Content starts

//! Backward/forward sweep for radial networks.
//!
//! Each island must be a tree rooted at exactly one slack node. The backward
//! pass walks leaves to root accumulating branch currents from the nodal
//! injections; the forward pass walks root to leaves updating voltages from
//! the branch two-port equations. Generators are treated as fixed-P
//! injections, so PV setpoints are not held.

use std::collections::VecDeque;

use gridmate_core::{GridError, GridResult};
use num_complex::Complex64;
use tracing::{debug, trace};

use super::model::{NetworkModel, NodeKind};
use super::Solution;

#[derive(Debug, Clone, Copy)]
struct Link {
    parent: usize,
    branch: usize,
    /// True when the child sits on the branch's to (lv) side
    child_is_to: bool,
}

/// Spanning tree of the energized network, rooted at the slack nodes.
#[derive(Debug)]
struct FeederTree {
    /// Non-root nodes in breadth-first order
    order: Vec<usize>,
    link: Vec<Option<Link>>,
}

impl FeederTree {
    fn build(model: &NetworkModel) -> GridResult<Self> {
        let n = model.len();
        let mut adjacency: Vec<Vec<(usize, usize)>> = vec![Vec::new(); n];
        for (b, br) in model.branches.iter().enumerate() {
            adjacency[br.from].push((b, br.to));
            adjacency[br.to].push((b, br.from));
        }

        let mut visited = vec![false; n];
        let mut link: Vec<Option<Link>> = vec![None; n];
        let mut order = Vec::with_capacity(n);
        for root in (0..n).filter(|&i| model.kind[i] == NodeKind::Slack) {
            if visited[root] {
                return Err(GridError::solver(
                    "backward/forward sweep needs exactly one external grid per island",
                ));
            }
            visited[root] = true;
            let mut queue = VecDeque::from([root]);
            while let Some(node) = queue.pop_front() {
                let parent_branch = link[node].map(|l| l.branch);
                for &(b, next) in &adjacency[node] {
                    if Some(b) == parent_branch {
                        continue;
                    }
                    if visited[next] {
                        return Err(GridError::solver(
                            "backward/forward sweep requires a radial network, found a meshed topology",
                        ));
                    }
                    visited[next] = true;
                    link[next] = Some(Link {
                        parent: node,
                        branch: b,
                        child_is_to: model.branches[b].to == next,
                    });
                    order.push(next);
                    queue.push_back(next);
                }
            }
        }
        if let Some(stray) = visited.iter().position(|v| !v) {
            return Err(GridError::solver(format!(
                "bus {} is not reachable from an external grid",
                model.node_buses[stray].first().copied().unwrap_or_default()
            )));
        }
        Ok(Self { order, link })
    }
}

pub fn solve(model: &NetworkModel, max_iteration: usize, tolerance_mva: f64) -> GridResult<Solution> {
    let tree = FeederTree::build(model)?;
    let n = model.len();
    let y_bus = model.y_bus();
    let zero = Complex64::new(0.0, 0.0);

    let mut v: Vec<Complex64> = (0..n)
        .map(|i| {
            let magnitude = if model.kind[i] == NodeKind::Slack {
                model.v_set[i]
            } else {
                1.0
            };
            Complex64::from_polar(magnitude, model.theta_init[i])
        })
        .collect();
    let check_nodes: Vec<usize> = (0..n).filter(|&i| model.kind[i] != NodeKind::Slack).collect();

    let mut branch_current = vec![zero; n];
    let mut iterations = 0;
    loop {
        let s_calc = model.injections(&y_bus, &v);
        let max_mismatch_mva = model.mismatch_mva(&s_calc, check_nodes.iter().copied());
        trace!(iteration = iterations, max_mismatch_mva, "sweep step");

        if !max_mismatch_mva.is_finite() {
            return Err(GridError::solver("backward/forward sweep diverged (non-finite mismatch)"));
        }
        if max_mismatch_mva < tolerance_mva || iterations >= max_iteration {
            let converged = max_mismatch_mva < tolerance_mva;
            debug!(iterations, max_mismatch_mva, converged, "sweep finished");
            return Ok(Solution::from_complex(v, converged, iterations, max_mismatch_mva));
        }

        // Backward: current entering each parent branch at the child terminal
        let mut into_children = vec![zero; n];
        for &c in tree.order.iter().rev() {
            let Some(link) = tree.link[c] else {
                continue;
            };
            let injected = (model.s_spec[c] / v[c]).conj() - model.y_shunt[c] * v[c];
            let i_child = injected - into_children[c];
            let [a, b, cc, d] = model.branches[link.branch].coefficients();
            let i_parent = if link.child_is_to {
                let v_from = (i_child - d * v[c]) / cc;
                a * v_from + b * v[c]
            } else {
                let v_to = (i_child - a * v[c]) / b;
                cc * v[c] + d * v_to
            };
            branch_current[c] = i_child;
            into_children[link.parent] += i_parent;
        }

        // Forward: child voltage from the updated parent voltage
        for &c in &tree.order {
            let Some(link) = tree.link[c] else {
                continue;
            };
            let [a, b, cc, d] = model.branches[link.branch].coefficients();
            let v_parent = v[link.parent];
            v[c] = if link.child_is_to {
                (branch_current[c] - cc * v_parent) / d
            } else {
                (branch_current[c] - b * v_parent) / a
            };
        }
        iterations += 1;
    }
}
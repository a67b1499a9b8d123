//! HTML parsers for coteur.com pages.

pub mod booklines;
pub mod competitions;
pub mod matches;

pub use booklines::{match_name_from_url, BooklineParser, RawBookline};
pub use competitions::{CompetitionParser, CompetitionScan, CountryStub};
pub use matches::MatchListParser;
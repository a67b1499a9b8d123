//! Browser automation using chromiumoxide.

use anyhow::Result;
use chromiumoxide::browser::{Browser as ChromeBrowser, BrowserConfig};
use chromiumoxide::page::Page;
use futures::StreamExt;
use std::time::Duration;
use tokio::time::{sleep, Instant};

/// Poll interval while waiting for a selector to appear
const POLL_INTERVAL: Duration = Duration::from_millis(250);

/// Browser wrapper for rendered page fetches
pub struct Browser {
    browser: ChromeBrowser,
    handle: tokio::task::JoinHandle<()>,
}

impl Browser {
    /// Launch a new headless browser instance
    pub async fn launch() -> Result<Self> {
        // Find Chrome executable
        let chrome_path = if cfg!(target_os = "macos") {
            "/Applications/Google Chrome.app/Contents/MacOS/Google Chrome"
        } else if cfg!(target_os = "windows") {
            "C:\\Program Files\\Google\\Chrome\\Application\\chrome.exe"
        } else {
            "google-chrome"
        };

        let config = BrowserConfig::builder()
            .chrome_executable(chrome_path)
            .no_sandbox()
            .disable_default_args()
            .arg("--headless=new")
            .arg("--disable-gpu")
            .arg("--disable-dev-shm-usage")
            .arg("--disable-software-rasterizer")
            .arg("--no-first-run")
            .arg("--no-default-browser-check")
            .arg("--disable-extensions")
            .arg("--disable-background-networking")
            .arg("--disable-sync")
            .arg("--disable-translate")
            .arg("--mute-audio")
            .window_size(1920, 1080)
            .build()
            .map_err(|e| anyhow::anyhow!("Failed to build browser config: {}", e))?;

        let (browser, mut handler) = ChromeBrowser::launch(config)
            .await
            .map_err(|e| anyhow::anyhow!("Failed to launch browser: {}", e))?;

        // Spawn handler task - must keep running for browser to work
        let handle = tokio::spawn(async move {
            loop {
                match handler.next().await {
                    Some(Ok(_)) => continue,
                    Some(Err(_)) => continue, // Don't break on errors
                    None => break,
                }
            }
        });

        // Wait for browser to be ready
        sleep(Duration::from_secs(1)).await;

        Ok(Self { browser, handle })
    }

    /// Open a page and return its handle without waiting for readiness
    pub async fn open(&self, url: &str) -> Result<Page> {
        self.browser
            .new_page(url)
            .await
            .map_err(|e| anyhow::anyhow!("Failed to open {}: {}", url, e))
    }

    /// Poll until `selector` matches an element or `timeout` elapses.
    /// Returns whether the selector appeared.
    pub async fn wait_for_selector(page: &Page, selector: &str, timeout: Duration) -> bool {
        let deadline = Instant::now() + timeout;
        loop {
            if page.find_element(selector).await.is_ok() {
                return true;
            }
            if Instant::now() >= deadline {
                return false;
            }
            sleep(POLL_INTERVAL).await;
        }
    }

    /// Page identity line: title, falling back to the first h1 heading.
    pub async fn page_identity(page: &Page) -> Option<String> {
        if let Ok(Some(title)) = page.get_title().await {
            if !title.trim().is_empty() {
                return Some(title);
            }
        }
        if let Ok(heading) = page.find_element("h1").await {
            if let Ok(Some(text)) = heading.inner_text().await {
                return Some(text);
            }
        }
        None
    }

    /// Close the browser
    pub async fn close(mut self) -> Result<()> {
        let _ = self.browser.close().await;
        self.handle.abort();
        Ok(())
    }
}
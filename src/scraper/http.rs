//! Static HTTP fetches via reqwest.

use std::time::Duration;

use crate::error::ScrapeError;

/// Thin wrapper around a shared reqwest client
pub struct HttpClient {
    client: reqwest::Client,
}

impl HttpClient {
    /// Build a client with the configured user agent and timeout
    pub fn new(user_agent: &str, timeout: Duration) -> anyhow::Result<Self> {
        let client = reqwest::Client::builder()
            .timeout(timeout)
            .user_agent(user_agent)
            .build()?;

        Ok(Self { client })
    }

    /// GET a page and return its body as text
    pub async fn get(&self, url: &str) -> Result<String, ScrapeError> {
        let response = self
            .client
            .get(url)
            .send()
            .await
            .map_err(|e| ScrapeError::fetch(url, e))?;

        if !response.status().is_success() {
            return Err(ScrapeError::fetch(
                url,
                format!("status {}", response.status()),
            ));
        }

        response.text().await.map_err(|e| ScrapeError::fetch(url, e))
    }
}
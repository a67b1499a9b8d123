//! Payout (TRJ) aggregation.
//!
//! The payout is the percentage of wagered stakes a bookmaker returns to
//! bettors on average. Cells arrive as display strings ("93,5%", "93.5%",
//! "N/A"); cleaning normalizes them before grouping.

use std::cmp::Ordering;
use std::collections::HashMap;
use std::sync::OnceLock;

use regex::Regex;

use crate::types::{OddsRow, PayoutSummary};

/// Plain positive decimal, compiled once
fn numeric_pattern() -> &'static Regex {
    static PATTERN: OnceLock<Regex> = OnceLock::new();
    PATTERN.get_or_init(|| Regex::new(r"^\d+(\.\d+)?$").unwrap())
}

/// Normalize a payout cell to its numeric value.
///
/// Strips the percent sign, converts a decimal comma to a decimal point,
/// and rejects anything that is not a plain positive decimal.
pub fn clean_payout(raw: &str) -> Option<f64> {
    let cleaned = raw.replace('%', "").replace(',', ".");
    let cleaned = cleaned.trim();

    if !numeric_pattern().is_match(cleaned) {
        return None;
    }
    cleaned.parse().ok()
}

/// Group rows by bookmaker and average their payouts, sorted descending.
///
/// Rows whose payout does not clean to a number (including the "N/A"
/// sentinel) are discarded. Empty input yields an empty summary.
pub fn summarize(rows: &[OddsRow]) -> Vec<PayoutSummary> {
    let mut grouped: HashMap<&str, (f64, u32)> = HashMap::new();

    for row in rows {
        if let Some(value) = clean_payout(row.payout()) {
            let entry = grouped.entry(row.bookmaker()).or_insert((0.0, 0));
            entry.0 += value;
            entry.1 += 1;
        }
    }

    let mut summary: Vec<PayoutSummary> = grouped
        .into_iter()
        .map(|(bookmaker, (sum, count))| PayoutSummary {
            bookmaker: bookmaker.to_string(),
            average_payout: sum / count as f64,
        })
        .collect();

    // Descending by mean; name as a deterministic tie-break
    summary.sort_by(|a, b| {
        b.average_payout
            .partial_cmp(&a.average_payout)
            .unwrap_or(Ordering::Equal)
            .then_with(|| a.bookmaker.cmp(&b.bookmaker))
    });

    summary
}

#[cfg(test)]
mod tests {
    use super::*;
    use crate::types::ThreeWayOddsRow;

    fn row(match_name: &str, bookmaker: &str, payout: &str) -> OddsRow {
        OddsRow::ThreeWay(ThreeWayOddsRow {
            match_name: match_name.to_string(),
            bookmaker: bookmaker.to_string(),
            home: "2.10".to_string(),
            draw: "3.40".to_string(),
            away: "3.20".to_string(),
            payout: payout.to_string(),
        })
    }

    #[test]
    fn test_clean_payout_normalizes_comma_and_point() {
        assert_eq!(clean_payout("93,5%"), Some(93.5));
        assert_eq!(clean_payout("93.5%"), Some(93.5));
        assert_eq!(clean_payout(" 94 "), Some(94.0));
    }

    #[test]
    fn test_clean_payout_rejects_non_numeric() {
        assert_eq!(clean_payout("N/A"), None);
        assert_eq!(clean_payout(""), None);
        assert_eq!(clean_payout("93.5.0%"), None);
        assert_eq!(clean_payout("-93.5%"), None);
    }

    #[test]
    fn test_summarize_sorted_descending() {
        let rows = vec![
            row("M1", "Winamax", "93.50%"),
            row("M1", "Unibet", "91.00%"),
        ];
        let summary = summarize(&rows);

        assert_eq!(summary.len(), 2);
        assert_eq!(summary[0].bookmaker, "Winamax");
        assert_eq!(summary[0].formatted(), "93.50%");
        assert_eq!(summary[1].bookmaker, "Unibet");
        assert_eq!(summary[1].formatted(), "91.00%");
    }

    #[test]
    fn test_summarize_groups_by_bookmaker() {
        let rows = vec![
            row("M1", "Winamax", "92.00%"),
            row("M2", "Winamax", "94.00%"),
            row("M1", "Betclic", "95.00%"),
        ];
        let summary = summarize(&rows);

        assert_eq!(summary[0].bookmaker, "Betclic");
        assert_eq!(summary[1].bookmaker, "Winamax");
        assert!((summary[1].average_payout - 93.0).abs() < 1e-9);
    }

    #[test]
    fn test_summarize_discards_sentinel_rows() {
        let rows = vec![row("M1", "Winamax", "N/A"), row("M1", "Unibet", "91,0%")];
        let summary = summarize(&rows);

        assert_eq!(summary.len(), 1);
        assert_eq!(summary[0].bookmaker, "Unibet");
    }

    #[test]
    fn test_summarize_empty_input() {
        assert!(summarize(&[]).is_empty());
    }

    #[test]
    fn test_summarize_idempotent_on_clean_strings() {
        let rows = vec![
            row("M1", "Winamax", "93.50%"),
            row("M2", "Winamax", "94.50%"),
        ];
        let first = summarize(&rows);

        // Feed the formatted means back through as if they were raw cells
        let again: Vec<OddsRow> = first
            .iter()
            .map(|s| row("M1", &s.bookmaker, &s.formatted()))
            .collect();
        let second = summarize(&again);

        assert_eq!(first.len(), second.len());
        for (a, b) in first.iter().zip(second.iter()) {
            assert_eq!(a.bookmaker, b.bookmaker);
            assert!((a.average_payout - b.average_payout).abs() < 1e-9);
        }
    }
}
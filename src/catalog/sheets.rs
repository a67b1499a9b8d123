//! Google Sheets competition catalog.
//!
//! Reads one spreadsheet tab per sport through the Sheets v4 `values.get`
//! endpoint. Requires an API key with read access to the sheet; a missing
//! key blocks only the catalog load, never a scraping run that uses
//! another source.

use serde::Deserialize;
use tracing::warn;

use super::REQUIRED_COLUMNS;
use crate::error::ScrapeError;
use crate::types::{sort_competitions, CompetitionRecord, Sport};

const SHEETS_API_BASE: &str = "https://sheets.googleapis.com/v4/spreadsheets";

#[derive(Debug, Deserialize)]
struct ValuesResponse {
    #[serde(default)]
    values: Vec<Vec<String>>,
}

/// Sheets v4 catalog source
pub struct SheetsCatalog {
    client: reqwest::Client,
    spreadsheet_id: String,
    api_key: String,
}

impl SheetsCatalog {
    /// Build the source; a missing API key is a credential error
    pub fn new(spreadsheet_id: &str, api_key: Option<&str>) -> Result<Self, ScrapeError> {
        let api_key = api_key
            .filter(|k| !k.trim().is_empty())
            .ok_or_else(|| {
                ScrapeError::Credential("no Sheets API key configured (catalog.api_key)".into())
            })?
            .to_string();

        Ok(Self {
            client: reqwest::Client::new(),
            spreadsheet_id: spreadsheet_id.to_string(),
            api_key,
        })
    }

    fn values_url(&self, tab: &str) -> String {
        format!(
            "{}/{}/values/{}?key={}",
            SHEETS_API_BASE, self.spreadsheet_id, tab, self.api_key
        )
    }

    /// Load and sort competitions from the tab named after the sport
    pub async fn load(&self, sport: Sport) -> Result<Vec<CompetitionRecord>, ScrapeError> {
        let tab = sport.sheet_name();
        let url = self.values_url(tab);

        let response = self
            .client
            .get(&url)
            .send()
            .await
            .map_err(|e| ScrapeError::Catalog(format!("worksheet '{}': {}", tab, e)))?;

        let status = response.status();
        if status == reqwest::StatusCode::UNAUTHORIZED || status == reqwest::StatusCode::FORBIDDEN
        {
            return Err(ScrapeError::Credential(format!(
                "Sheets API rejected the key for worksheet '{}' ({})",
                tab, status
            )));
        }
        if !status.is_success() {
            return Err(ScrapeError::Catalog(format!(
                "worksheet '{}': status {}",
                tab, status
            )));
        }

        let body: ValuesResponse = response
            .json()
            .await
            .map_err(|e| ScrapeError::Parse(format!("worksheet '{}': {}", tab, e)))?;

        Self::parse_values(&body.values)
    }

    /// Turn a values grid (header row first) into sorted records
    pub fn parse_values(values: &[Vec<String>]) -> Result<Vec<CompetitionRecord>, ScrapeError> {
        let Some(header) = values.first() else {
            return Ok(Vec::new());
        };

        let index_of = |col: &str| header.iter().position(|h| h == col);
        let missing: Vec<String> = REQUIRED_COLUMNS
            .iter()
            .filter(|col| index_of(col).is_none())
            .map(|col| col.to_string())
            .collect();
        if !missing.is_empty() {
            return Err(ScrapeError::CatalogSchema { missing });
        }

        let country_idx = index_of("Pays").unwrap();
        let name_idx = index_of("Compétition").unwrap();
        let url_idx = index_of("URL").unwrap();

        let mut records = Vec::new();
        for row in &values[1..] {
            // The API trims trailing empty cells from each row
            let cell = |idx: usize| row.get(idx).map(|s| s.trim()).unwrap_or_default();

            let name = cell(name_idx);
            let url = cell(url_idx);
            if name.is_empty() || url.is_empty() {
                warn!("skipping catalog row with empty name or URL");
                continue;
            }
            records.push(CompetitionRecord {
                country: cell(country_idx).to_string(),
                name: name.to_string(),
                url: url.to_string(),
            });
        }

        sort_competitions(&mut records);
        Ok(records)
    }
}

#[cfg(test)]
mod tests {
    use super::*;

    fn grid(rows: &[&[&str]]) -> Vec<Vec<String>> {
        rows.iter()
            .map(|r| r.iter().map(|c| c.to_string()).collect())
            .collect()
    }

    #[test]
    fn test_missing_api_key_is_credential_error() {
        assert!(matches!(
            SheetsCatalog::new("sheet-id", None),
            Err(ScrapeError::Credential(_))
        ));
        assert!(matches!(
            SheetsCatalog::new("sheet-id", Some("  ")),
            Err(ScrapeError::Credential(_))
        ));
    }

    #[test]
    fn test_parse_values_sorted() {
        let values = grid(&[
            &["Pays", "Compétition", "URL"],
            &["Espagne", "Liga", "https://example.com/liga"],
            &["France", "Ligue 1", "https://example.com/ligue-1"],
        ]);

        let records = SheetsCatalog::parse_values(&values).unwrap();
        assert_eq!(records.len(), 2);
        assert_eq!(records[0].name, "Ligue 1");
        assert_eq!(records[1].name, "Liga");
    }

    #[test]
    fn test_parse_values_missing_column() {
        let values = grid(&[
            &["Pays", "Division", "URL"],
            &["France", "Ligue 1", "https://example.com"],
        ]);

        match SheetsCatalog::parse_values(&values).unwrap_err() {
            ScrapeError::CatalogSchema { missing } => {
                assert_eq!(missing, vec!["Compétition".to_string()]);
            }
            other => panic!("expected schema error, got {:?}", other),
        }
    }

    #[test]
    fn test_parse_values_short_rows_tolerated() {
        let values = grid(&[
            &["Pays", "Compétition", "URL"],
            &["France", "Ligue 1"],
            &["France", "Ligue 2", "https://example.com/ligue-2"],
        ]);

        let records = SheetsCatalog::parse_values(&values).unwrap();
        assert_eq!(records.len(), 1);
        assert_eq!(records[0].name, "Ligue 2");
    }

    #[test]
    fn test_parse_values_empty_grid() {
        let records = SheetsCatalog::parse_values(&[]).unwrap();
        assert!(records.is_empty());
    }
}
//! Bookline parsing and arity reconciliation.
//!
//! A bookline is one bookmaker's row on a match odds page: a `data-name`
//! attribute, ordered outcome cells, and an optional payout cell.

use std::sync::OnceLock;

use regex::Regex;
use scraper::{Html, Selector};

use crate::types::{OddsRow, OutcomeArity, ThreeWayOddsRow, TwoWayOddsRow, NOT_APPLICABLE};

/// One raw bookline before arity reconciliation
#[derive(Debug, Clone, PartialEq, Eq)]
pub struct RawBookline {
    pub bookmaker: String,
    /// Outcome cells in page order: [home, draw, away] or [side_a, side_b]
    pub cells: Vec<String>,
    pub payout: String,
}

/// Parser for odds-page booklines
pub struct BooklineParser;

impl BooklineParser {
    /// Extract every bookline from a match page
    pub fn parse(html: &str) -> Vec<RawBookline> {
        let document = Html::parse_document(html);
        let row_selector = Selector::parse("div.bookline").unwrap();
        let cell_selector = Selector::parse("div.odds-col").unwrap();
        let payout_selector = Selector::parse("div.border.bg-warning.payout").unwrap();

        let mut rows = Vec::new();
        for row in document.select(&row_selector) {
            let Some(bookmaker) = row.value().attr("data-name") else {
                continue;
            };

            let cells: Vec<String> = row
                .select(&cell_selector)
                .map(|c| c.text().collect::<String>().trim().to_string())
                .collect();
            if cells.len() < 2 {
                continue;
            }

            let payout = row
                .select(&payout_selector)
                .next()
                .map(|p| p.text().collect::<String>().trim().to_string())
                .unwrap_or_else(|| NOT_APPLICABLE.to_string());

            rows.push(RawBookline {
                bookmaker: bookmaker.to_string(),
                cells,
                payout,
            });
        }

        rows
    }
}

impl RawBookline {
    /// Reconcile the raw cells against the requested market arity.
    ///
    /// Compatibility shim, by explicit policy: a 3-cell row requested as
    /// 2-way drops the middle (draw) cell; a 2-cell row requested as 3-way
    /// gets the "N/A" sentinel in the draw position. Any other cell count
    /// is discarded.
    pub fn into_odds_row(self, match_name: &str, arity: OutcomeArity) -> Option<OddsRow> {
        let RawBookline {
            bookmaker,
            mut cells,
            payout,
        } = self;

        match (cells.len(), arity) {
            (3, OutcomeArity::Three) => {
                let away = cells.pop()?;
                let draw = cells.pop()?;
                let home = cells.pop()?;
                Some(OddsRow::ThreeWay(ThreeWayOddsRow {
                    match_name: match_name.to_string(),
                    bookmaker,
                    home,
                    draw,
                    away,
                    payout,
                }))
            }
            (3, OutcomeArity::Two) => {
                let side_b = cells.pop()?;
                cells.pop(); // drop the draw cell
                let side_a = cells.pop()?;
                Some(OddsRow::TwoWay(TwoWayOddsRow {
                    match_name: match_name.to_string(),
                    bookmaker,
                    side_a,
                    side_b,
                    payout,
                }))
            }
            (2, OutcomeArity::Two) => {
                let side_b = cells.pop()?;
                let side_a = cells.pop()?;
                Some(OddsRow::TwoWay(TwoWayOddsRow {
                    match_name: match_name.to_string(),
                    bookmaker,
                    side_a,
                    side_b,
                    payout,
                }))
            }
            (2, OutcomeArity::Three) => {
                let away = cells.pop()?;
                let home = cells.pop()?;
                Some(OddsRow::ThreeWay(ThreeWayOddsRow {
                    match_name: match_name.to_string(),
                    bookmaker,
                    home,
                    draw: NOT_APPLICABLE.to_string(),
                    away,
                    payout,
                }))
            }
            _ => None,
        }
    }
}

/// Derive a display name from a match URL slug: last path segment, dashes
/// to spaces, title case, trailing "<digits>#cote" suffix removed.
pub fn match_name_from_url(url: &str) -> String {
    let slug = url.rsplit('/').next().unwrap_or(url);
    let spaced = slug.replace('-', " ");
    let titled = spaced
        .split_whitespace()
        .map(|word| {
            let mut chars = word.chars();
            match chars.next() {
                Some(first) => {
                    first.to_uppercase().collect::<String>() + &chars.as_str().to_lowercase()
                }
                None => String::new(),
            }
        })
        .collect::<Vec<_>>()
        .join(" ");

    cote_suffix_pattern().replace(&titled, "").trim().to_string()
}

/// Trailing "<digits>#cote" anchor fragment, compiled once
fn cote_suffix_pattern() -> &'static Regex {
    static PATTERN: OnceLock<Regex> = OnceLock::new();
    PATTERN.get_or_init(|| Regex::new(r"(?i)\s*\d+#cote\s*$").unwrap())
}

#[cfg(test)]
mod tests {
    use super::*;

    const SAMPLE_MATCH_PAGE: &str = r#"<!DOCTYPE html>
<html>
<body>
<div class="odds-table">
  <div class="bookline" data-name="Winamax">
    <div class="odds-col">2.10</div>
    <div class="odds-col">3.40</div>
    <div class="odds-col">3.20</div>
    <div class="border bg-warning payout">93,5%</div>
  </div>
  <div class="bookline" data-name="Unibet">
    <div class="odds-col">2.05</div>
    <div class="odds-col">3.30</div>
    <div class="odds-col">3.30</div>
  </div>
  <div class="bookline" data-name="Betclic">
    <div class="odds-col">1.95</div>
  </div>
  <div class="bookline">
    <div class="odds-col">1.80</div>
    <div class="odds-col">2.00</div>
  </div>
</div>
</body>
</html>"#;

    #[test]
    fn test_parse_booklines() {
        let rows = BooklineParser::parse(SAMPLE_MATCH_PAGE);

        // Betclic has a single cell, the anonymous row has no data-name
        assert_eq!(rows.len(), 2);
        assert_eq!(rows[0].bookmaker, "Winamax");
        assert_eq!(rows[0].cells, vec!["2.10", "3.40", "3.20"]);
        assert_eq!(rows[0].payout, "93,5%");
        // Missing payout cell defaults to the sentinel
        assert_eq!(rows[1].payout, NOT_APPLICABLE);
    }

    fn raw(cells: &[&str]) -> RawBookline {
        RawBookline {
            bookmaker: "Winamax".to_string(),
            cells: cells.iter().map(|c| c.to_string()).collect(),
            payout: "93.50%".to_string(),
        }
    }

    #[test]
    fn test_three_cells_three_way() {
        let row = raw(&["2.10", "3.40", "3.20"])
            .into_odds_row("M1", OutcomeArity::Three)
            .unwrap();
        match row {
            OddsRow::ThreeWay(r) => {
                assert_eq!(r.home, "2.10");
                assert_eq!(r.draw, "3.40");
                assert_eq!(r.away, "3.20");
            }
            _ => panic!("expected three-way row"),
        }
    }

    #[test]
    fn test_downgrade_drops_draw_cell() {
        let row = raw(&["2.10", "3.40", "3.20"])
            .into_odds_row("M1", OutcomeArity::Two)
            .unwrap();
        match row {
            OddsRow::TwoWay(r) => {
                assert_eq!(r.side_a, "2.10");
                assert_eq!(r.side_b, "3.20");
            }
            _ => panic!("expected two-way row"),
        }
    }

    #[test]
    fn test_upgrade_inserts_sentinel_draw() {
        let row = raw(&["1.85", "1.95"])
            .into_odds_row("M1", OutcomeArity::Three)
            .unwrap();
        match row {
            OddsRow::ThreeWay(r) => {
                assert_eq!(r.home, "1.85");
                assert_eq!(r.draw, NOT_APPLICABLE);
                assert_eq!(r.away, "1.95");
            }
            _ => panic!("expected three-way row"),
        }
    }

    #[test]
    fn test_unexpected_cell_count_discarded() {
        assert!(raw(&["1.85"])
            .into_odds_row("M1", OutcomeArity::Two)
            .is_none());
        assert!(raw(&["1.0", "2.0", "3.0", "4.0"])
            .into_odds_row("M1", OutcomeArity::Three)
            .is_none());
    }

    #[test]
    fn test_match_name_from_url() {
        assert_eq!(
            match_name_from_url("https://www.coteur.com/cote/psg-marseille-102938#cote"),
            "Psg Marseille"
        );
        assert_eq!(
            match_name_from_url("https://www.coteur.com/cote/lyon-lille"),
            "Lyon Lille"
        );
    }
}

Content ends

TASK TO CARRY OUT → Exactly as they stand, please print the lines from the first line of the records above down to the line that includes "let mut visited = vec![false; n];", both of those included and no others.

RESULT FOR THIS EXERCISE →
//! Backward/forward sweep for radial networks.
//!
//! Each island must be a tree rooted at exactly one slack node. The backward
//! pass walks leaves to root accumulating branch currents from the nodal
//! injections; the forward pass walks root to leaves updating voltages from
//! the branch two-port equations. Generators are treated as fixed-P
//! injections, so PV setpoints are not held.

use std::collections::VecDeque;

use gridmate_core::{GridError, GridResult};
use num_complex::Complex64;
use tracing::{debug, trace};

use super::model::{NetworkModel, NodeKind};
use super::Solution;

#[derive(Debug, Clone, Copy)]
struct Link {
    parent: usize,
    branch: usize,
    /// True when the child sits on the branch's to (lv) side
    child_is_to: bool,
}

/// Spanning tree of the energized network, rooted at the slack nodes.
#[derive(Debug)]
struct FeederTree {
    /// Non-root nodes in breadth-first order
    order: Vec<usize>,
    link: Vec<Option<Link>>,
}

impl FeederTree {
    fn build(model: &NetworkModel) -> GridResult<Self> {
        let n = model.len();
        let mut adjacency: Vec<Vec<(usize, usize)>> = vec![Vec::new(); n];
        for (b, br) in model.branches.iter().enumerate() {
            adjacency[br.from].push((b, br.to));
            adjacency[br.to].push((b, br.from));
        }

        let mut visited = vec![false; n];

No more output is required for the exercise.